• [WHAT THE EXERCISE ASKS]: The lines to copy are those holding the string "https" in the entries below.
[[ TASK DATA, beginning ]]
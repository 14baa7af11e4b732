//! Speech-to-text (STT) processing

use std::str::FromStr;
use std::sync::Arc;
use std::time::Duration;

use async_trait::async_trait;
use chrono::{DateTime, Utc};
use secrecy::{ExposeSecret, SecretString};
use serde::{Deserialize, Serialize};

use super::capture::AudioBuffer;
use crate::{Error, Result, TranscriptionFailure};

/// Default deadline for a transcription round-trip
pub const DEFAULT_TRANSCRIPTION_TIMEOUT: Duration = Duration::from_secs(60);

/// Converts WAV audio into raw text
#[async_trait]
pub trait Transcriber: Send + Sync {
    /// Transcribe WAV bytes
    ///
    /// # Errors
    ///
    /// Returns error if the service rejects the request or is unreachable
    async fn transcribe(&self, wav: &[u8], locale: &str) -> Result<String>;
}

/// A recognized user utterance; empty text is a valid result
#[derive(Debug, Clone, PartialEq, Eq, Serialize)]
pub struct Utterance {
    /// Normalized transcript
    pub text: String,
    /// When the audio was captured
    pub captured_at: DateTime<Utc>,
}

impl Utterance {
    /// Build an utterance from raw service output
    #[must_use]
    pub fn new(raw: &str, captured_at: DateTime<Utc>) -> Self {
        Self {
            text: normalize_transcript(raw),
            captured_at,
        }
    }

    /// Nothing was heard
    #[must_use]
    pub const fn empty(captured_at: DateTime<Utc>) -> Self {
        Self {
            text: String::new(),
            captured_at,
        }
    }

    /// True when no speech was recognized
    #[must_use]
    pub fn is_empty(&self) -> bool {
        self.text.is_empty()
    }
}

/// Trim and collapse internal whitespace
#[must_use]
pub fn normalize_transcript(raw: &str) -> String {
    raw.split_whitespace().collect::<Vec<_>>().join(" ")
}

/// Wraps a [`Transcriber`] with the deadline and soft-failure rules the
/// session relies on
pub struct TranscriptionClient {
    backend: Arc<dyn Transcriber>,
    timeout: Duration,
}

impl TranscriptionClient {
    /// Create a client around a backend
    #[must_use]
    pub fn new(backend: Arc<dyn Transcriber>, timeout: Duration) -> Self {
        Self { backend, timeout }
    }

    /// Transcribe a finalized capture
    ///
    /// Empty buffers, blank results and unreadable responses all resolve to an
    /// empty utterance.
    ///
    /// # Errors
    ///
    /// Returns `Error::Transcription` on timeout, transport or service failure
    pub async fn transcribe(&self, audio: &AudioBuffer, locale: &str) -> Result<Utterance> {
        let captured_at = audio.captured_at();

        if audio.is_empty() {
            tracing::debug!("empty capture, skipping transcription");
            return Ok(Utterance::empty(captured_at));
        }

        let wav = audio.to_wav().map_err(|e| Error::Transcription {
            reason: e.to_string(),
            cause: TranscriptionFailure::Rejected,
        })?;

        tracing::debug!(
            wav_bytes = wav.len(),
            duration_ms = u64::try_from(audio.duration().as_millis()).unwrap_or(u64::MAX),
            speech_detected = audio.speech_detected(),
            "sending capture for transcription"
        );

        let outcome = tokio::time::timeout(self.timeout, self.backend.transcribe(&wav, locale)).await;

        match outcome {
            Err(_) => Err(Error::Transcription {
                reason: format!("timed out after {}s", self.timeout.as_secs()),
                cause: TranscriptionFailure::Timeout,
            }),
            Ok(Ok(text)) => {
                let utterance = Utterance::new(&text, captured_at);
                if utterance.is_empty() {
                    tracing::debug!("transcription returned no speech");
                }
                Ok(utterance)
            }
            Ok(Err(e)) if is_unreadable_response(&e) => {
                tracing::warn!(error = %e, "unreadable transcription response, treating as silence");
                Ok(Utterance::empty(captured_at))
            }
            Ok(Err(e)) => Err(Error::Transcription {
                reason: e.to_string(),
                cause: failure_cause(&e),
            }),
        }
    }
}

/// Sort a backend error into timeout, transport or rejection
fn failure_cause(error: &Error) -> TranscriptionFailure {
    if error.is_timeout() {
        TranscriptionFailure::Timeout
    } else if error.is_transport() {
        TranscriptionFailure::Transport
    } else {
        TranscriptionFailure::Rejected
    }
}

fn is_unreadable_response(error: &Error) -> bool {
    match error {
        Error::Serialization(_) => true,
        Error::Http(e) => e.is_decode(),
        _ => false,
    }
}

/// Map a BCP-47 locale ("en-AU") onto the ISO-639-1 hint Whisper accepts
#[must_use]
pub fn language_hint(locale: &str) -> Option<String> {
    let lang = locale.split(['-', '_']).next()?.trim().to_lowercase();
    (lang.len() == 2 && lang.chars().all(|c| c.is_ascii_alphabetic())).then_some(lang)
}

/// Response from OpenAI Whisper transcription API
#[derive(Debug, serde::Deserialize)]
struct WhisperResponse {
    text: String,
}

/// Response from Deepgram transcription API
#[derive(serde::Deserialize)]
struct DeepgramResponse {
    results: DeepgramResults,
}

#[derive(serde::Deserialize)]
struct DeepgramResults {
    channels: Vec<DeepgramChannel>,
}

#[derive(serde::Deserialize)]
struct DeepgramChannel {
    alternatives: Vec<DeepgramAlternative>,
}

#[derive(serde::Deserialize)]
struct DeepgramAlternative {
    transcript: String,
}

/// STT provider backend
#[derive(Clone, Copy, Debug, Default, PartialEq, Eq, Serialize, Deserialize)]
#[serde(rename_all = "lowercase")]
pub enum SttProvider {
    /// `OpenAI` Whisper
    #[default]
    Whisper,
    /// Deepgram
    Deepgram,
}

impl FromStr for SttProvider {
    type Err = Error;

    fn from_str(s: &str) -> Result<Self> {
        match s.to_lowercase().as_str() {
            "whisper" | "openai" => Ok(Self::Whisper),
            "deepgram" => Ok(Self::Deepgram),
            other => Err(Error::Config(format!("unknown STT provider: {other}"))),
        }
    }
}

/// HTTP speech-to-text backend
pub struct SpeechToText {
    client: reqwest::Client,
    api_key: SecretString,
    model: String,
    provider: SttProvider,
}

impl SpeechToText {
    /// Create a new STT instance using `OpenAI` Whisper
    ///
    /// # Errors
    ///
    /// Returns error if API key is missing
    pub fn new_whisper(api_key: SecretString, model: String) -> Result<Self> {
        Self::build(api_key, model, SttProvider::Whisper)
    }

    /// Create a new STT instance using Deepgram
    ///
    /// # Errors
    ///
    /// Returns error if API key is missing
    pub fn new_deepgram(api_key: SecretString, model: String) -> Result<Self> {
        Self::build(api_key, model, SttProvider::Deepgram)
    }

    fn build(api_key: SecretString, model: String, provider: SttProvider) -> Result<Self> {
        if api_key.expose_secret().is_empty() {
            return Err(Error::Config(format!("API key required for {provider:?} STT")));
        }

        Ok(Self {
            client: reqwest::Client::new(),
            api_key,
            model,
            provider,
        })
    }

    /// Transcribe using `OpenAI` Whisper
    async fn transcribe_whisper(&self, audio: &[u8], locale: &str) -> Result<String> {
        tracing::debug!(audio_bytes = audio.len(), "starting Whisper transcription");

        let mut form = reqwest::multipart::Form::new()
            .part(
                "file",
                reqwest::multipart::Part::bytes(audio.to_vec())
                    .file_name("audio.wav")
                    .mime_str("audio/wav")
                    .map_err(|e| Error::Stt(e.to_string()))?,
            )
            .text("model", self.model.clone());

        if let Some(language) = language_hint(locale) {
            form = form.text("language", language);
        }

        let response = self
            .client
            .post("https://api.openai.com/v1/audio/transcriptions")
            .bearer_auth(self.api_key.expose_secret())
            .multipart(form)
            .send()
            .await?;

        let status = response.status();
        tracing::debug!(status = %status, "received response");

        if !status.is_success() {
            let body = response.text().await.unwrap_or_default();
            return Err(Error::Stt(format!("Whisper API error {status}: {body}")));
        }

        let result: WhisperResponse = response.json().await?;

        tracing::debug!(transcript = %result.text, "transcription complete");
        Ok(result.text)
    }

    /// Transcribe using Deepgram
    async fn transcribe_deepgram(&self, audio: &[u8], locale: &str) -> Result<String> {
        tracing::debug!(audio_bytes = audio.len(), "starting Deepgram transcription");

        let url = format!(
            "https://api.deepgram.com/v1/listen?model={}&punctuate=true&language={locale}",
            self.model
        );

        let response = self
            .client
            .post(&url)
            .header(
                "Authorization",
                format!("Token {}", self.api_key.expose_secret()),
            )
            .header("Content-Type", "audio/wav")
            .body(audio.to_vec())
            .send()
            .await?;

        let status = response.status();
        tracing::debug!(status = %status, "received response");

        if !status.is_success() {
            let body = response.text().await.unwrap_or_default();
            return Err(Error::Stt(format!("Deepgram API error {status}: {body}")));
        }

        let result: DeepgramResponse = response.json().await?;

        let transcript = result
            .results
            .channels
            .first()
            .and_then(|c| c.alternatives.first())
            .map(|a| a.transcript.clone())
            .unwrap_or_default();

        tracing::debug!(transcript = %transcript, "transcription complete");
        Ok(transcript)
    }
}

#[async_trait]
impl Transcriber for SpeechToText {
    async fn transcribe(&self, wav: &[u8], locale: &str) -> Result<String> {
        match self.provider {
            SttProvider::Whisper => self.transcribe_whisper(wav, locale).await,
            SttProvider::Deepgram => self.transcribe_deepgram(wav, locale).await,
        }
    }
}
[[ TASK DATA, end ]]
• [REPLY]:
            .post("https://api.openai.com/v1/audio/transcriptions")
            "https://api.deepgram.com/v1/listen?model={}&punctuate=true&language={locale}",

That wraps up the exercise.